§ **Task directions**:
How many of the lines below contain "frames"? Reply with only that figure.

[Saved data entries]
Content starts

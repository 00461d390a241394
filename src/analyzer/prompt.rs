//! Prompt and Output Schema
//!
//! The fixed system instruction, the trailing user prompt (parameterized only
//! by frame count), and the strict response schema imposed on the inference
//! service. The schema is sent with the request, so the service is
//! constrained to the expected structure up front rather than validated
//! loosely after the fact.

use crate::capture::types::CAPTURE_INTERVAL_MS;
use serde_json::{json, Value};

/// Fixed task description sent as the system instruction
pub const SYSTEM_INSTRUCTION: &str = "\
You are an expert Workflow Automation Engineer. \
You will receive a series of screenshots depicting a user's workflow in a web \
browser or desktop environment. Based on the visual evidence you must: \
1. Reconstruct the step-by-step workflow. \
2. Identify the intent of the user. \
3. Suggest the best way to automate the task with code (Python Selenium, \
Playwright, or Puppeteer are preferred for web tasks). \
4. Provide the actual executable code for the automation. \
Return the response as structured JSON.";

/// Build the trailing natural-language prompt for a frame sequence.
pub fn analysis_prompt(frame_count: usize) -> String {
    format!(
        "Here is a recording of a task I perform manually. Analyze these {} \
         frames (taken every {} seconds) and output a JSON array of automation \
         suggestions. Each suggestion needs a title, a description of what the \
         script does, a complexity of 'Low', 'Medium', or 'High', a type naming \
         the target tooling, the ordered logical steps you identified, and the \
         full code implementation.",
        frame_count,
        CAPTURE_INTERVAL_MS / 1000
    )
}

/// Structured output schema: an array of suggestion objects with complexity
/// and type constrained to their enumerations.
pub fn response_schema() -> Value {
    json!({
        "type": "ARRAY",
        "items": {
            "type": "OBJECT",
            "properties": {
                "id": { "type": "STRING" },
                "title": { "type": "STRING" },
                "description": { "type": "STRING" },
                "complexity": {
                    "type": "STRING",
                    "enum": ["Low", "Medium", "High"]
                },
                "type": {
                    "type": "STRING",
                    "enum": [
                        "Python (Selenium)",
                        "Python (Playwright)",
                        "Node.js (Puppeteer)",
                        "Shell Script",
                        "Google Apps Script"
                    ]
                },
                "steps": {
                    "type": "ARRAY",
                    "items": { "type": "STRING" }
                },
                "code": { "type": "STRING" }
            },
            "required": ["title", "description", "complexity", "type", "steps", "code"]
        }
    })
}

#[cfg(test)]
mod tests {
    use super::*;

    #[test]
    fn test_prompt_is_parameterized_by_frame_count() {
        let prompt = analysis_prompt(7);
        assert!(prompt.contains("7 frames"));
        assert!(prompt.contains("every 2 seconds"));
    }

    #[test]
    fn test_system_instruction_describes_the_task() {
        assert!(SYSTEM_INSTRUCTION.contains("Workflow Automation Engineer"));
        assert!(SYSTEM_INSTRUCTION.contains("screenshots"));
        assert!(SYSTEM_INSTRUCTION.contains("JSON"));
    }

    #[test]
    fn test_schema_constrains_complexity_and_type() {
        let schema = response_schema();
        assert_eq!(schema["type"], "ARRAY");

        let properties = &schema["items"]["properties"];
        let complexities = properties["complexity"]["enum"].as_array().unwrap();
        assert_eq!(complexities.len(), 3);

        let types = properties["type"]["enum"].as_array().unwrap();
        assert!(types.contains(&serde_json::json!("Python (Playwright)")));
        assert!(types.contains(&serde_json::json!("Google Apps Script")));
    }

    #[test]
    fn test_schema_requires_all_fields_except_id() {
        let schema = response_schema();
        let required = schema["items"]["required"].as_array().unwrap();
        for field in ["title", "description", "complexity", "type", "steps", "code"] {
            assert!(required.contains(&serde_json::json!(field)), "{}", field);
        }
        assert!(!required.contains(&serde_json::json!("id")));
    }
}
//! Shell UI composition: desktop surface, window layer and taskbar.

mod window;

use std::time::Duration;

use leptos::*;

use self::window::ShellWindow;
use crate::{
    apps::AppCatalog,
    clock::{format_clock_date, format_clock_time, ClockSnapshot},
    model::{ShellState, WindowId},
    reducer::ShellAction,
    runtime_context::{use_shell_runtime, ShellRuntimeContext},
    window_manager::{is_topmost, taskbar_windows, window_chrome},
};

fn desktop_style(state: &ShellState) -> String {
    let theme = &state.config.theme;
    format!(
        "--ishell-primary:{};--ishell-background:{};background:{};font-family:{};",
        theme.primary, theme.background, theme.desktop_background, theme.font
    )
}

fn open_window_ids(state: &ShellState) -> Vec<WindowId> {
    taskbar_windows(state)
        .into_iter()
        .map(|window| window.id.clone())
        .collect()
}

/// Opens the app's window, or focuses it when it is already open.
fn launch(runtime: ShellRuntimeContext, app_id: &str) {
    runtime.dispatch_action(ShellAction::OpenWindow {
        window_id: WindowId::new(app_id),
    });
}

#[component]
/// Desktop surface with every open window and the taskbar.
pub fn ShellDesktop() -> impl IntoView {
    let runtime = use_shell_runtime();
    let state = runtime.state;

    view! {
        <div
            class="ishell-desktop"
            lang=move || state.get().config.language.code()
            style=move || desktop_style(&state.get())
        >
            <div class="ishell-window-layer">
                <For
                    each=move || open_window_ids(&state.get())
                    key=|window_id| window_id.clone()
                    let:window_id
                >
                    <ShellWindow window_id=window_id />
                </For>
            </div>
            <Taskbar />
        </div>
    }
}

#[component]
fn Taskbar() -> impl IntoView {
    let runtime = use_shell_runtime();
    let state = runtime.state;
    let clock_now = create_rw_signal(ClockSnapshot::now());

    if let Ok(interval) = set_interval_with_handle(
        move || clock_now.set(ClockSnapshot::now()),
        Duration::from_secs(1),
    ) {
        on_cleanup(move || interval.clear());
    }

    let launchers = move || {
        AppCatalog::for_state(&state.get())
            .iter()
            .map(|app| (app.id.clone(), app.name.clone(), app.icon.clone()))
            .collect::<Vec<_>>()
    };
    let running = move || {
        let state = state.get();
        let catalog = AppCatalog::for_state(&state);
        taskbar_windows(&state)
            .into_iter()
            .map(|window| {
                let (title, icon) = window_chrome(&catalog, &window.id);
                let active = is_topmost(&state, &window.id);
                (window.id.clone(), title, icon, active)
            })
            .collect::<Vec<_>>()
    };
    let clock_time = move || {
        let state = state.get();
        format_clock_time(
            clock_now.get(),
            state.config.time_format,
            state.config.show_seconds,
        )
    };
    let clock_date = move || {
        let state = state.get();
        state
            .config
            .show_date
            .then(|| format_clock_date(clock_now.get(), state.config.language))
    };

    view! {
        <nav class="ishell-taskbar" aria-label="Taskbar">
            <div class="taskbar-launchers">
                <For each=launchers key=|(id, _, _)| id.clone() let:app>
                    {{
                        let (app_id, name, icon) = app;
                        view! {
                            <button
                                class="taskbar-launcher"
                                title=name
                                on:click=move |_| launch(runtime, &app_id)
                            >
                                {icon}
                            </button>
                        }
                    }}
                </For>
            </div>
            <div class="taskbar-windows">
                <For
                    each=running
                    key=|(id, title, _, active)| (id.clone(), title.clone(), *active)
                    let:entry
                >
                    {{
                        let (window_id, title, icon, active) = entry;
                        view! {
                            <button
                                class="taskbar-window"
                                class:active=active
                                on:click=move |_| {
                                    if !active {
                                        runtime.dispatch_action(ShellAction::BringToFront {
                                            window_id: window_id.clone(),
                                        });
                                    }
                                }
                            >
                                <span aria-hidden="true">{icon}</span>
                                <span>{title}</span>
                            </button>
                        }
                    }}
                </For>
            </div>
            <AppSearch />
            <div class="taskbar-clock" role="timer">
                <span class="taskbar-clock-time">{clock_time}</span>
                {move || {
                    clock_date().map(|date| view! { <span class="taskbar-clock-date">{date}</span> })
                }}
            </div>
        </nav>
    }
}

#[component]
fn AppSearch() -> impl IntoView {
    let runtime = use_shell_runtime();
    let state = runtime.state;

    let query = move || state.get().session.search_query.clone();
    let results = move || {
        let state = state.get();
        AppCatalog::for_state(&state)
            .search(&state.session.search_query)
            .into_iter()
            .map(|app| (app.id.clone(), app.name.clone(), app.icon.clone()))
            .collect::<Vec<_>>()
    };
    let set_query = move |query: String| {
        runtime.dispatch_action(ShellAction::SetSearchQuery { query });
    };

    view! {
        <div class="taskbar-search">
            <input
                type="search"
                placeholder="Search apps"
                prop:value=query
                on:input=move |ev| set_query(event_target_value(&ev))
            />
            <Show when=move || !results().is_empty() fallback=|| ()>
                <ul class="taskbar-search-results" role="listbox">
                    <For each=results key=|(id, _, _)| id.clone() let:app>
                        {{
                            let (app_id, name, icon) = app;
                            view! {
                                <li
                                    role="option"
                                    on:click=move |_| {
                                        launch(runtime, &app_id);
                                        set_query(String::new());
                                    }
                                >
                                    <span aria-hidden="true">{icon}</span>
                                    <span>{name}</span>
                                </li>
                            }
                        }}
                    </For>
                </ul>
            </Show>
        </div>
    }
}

Content ends

§ **Answer area**:
2